_Exercise brief_
All lines with the word "String" are to be found and copied from the listing.

_Supplied records_
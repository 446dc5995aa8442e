use crate::ResponseShapeError;

#[derive(Debug, Clone, PartialEq, Eq)]
pub struct LinkItem {
    pub href: String,
    pub text: String,
}

#[derive(Debug, Clone, PartialEq, Eq)]
pub struct ImageItem {
    pub src: String,
    pub alt: Option<String>,
}

/// Normalized outcome of a successful scrape. Sequences keep the service's order.
#[derive(Debug, Clone, PartialEq, Eq, Default)]
pub struct ScrapeResult {
    pub links: Vec<LinkItem>,
    pub contents: Vec<String>,
    pub images: Vec<ImageItem>,
    pub screenshot_url: Option<String>,
}

/// Reply body as the service sent it; every field may be missing.
#[derive(Debug, Clone, PartialEq, Eq, Default)]
pub struct RemoteReply {
    pub data: Option<RemoteData>,
    pub screenshot: Option<String>,
}

#[derive(Debug, Clone, PartialEq, Eq, Default)]
pub struct RemoteData {
    pub links: Option<Vec<LinkItem>>,
    pub contents: Option<Vec<String>>,
    pub images: Option<Vec<ImageItem>>,
}

/// Turns a remote reply into a [`ScrapeResult`].
///
/// Missing sequences become empty. The screenshot path is appended verbatim to
/// `service_base`; no screenshot path means no screenshot URL.
pub fn normalize(reply: RemoteReply, service_base: &str) -> Result<ScrapeResult, ResponseShapeError> {
    let data = reply.data.ok_or(ResponseShapeError)?;
    Ok(ScrapeResult {
        links: data.links.unwrap_or_default(),
        contents: data.contents.unwrap_or_default(),
        images: data.images.unwrap_or_default(),
        screenshot_url: reply
            .screenshot
            .map(|path| format!("{service_base}{path}")),
    })
}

_Answer box_
    pub href: String,
    pub text: String,
    pub src: String,
    pub alt: Option<String>,
    pub contents: Vec<String>,
    pub screenshot_url: Option<String>,
    pub screenshot: Option<String>,
    pub contents: Option<Vec<String>>,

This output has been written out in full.